“Kadına karşı şiddete hayır!” cümlesini hemen
hemen her gün duymaya başladığımız bugünlerde neden sadece aklımıza erkekler
tarafından kadına karşı yapılan fiziksel şiddet geliyor oysa görmezden
geldiğimiz bir şiddet daha var ki o da en az fiziksel şiddet kadar tehlikeli.
Evet kadınların hemcinslerine uyguladığı psikolojik şiddetten bahsediyorum.
Biz kadınlar hemcinslerimize mobbing yapıyoruz hem de bunu
yaparken zekamızdan, yeteneklerimizden daha çok dişiliğimizi kullanıyoruz.
Önce kendimize bir hedef belirliyoruz. Mümkünse bu kadın
mutlu olsun. Tabi biraz da güzel olsun. İş yerinizden bulun “plaza kadını”
olsun. Hedefimizi bulduğumuza göre şimdi başlayabiliriz. Hatta bir hedef tatmin
etmez en iyisi birkaç tane bulmakta fayda var.
Basitten başlayalım önce hiç tanımadığımız kadınların ne
giydiğine bakalım. Karşıdan gelen kadını süzerken yanımızda ki kadın
arkadaşımıza da “gördün mü bak kısacık etek giymiş o bacaklarla”, “daracık bluz
giymiş, göbek katlarını gördün mü, insan utanır” vb. cümleler kuralım. Evet
hiç tanımadığımız bir kadına bakışlarımızla mobbingimizi yaptığımıza göre şimdi
tanıdığımız kadınlara geçebiliriz.
Tanıdığımız hatta ötesi arkadaş olduğumuz kadınları yakın
markaja alalım sanki onu çok beğeniyormuş gibi davranalım. Bir yandan
kankası olmaya çalışalım bir yandan da zayıf noktalarını, hatalarını,
sevgilisini, kocasını, planlarını hatta hayallerini öğrenelim.
Sonra sanki sohbet ediyormuş edası ile ne yiyip ne içtiğini,
kaç kilo, kaç beden olduğunu, göğüs bedeninin kaç olduğunu,
selülitlerinin, çatlaklarının olup olmadığını soralım. Eğer standartların
üzerinde ise bu öğrendiğiniz ölçüler artık istediğiniz kadar yüklenebilirsiniz.

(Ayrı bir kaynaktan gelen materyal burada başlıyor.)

use std::convert::Infallible;

use relkit_model::SurvivalRecord;

/// Destination for survival records, written one at a time as the
/// builder produces them.
pub trait SurvivalSink {
    type Error: std::error::Error + Send + Sync + 'static;

    fn write_record(&mut self, record: &SurvivalRecord) -> Result<(), Self::Error>;

    /// Push buffered output to the destination.
    fn flush(&mut self) -> Result<(), Self::Error> {
        Ok(())
    }
}

impl SurvivalSink for Vec<SurvivalRecord> {
    type Error = Infallible;

    fn write_record(&mut self, record: &SurvivalRecord) -> Result<(), Self::Error> {
        self.push(record.clone());
        Ok(())
    }
}

impl<S: SurvivalSink + ?Sized> SurvivalSink for &mut S {
    type Error = S::Error;

    fn write_record(&mut self, record: &SurvivalRecord) -> Result<(), Self::Error> {
        (**self).write_record(record)
    }

    fn flush(&mut self) -> Result<(), Self::Error> {
        (**self).flush()
    }
}
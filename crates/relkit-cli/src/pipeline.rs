//! Dataset build stages.
//!
//! A run is `select` → `build` → `write`, each inside its own span. The
//! builder streams records into the sink as it decides them, so sink
//! failures surface from the build stage; `write` finalizes the sink and
//! the skipped-record report.

use std::fs::File;
use std::io::{BufWriter, Write};
use std::path::Path;
use std::time::Instant;

use anyhow::{Context, Result};
use relkit_core::{BuildOutcome, SkippedRecord, SurvivalSink, build_intervals};
use relkit_ingest::{IncidentSource, select};
use relkit_model::{BuildOptions, IncidentRecord};
use relkit_output::DelimitedFileSink;
use relkit_store::ProgramDb;
use tracing::{debug, info, info_span};

pub fn open_store(path: &Path) -> Result<ProgramDb> {
    ProgramDb::open(path).with_context(|| format!("open program database {}", path.display()))
}

/// Retrieve and order the incidents taking part in the dataset.
pub fn select_stage<S>(source: &S, options: &BuildOptions) -> Result<Vec<IncidentRecord>>
where
    S: IncidentSource + ?Sized,
{
    info_span!("select", mode = %options.mode).in_scope(|| -> Result<_> {
        let start = Instant::now();
        let incidents =
            select(source, options.mode, options.include_zero_hour).context("select incidents")?;
        debug!(
            selected = incidents.len(),
            include_zero_hour = options.include_zero_hour,
            duration_ms = start.elapsed().as_millis(),
            "selection complete"
        );
        Ok(incidents)
    })
}

/// Run the interval builder, writing each record to `sink` as it is decided.
pub fn build_stage<S>(incidents: Vec<IncidentRecord>, sink: &mut S) -> Result<BuildOutcome>
where
    S: SurvivalSink + ?Sized,
{
    info_span!("build").in_scope(|| -> Result<_> {
        let start = Instant::now();
        let outcome = build_intervals(incidents, sink).context("write survival records")?;
        debug!(
            input = outcome.input,
            emitted = outcome.emitted,
            skipped = outcome.skipped_count(),
            duration_ms = start.elapsed().as_millis(),
            "build complete"
        );
        Ok(outcome)
    })
}

/// Flush the sink and, when requested, write the skipped-record report.
pub fn write_stage<S>(
    sink: &mut S,
    skipped: &[SkippedRecord],
    skipped_report: Option<&Path>,
) -> Result<()>
where
    S: SurvivalSink + ?Sized,
{
    info_span!("write").in_scope(|| -> Result<()> {
        sink.flush().context("write survival records")?;
        if let Some(path) = skipped_report {
            write_skipped_report(path, skipped)?;
            debug!(
                skipped_report = %path.display(),
                skipped = skipped.len(),
                "wrote skipped-record report"
            );
        }
        Ok(())
    })
}

/// Skipped incidents as pretty-printed JSON.
pub fn write_skipped_report(path: &Path, skipped: &[SkippedRecord]) -> Result<()> {
    let file = File::create(path).with_context(|| format!("create {}", path.display()))?;
    let mut writer = BufWriter::new(file);
    serde_json::to_writer_pretty(&mut writer, skipped)
        .with_context(|| format!("write {}", path.display()))?;
    writer
        .flush()
        .with_context(|| format!("write {}", path.display()))?;
    Ok(())
}

/// Build a new dataset in the program database.
///
/// The dataset row is registered before any survival record is written.
pub fn build_into_store(
    db: &ProgramDb,
    incidents: Vec<IncidentRecord>,
    options: &BuildOptions,
    skipped_report: Option<&Path>,
) -> Result<(i64, BuildOutcome)> {
    let dataset = db
        .create_dataset(options)
        .context("create survival dataset")?;
    let mut sink = db.table_sink(dataset.dataset_id);
    let outcome = build_stage(incidents, &mut sink)?;
    write_stage(&mut sink, &outcome.skipped, skipped_report)?;
    info!(
        dataset_id = dataset.dataset_id,
        records = sink.written(),
        skipped = outcome.skipped_count(),
        "dataset stored"
    );
    Ok((dataset.dataset_id, outcome))
}

/// Build a dataset into a tab-delimited file.
pub fn build_into_file(
    path: &Path,
    incidents: Vec<IncidentRecord>,
    options: &BuildOptions,
    skipped_report: Option<&Path>,
) -> Result<BuildOutcome> {
    let mut sink = DelimitedFileSink::create(path, &options.description)
        .with_context(|| format!("create {}", path.display()))?;
    let outcome = build_stage(incidents, &mut sink)?;
    write_stage(&mut sink, &outcome.skipped, skipped_report)?;
    info!(
        output = %path.display(),
        records = sink.written(),
        skipped = outcome.skipped_count(),
        "dataset file written"
    );
    Ok(outcome)
}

Standartların altında ise de yüklenebilirsiniz, sanşınızı deneyin mutlaka
ezebilceğiniz bir nokta çıkacaktır. Bu ara da evlerinizi, arabalarınızı
yarıştırmayı unutmayın ama.
Bitmedi tabiki sıra size anlattığı bilgileri kullanmaya
geldi sevgililerinizi, kocalarınızı yarıştırın. Zaten evliyseniz birkaç level
üstündesiniz diğer kadınların. Bunu sonuna kadar bekar kadınlara kullanın. Doğmamış çocuklarınızı bile yarıştırabilirsiniz.
Zaten bir çocuğunuz varsa çok şanslısınız karşınızdakini anneliğinizi
kullanarak ezebilirsiniz. Ne de olsa çocuğunuzu nasıl yetiştirdiğinizden önemli
olan bir şey varsa o da anneliğin kutsallığıdır. Buradan da çok rahat
ilerleyebilirsiniz.
Yüzünüze maskenizi takmadan gerçekten kaç arkadaşınızın
terfi almasına, evlenme teklifi almasına, hamile olduğu haberini vermesine ya
da herhangi bir sebepten mutlu olmasına gerçekten seviniyorsunuz. Şu cümleyi
sıkça kurmadınız mı “Ayşe’de evlenmiş.” Burada ki küçücük –de eki aslında
dünyaları anlatmıyor mu?
Aslında temel sorun özgüven eksikliği. Kendini
sevmeyen, psikolojisi bozuk hastalıklı tipler ne yazık ki artan bir ivme ile
çoğalmakta olup sağlıklı kadınlar ilk hedefleri oluyor. Toplumumuz da
kadınlar işlerinde, uzmanlık alanlarında yeteri kadar söz sahibi olamıyorsa
önlerini kapatanın başka bir kadın olduğunu göreceksiniz. Kadın başarılı bir
şey yapıyorsa onu aşağı çekmeye çalışan sadece erkekler değil yine bir kadın.
Oysa kadının kadını içten içe kıskanmadığı, yarışmadığı, desteklediği bir dünya daha güzel olmaz mıydı?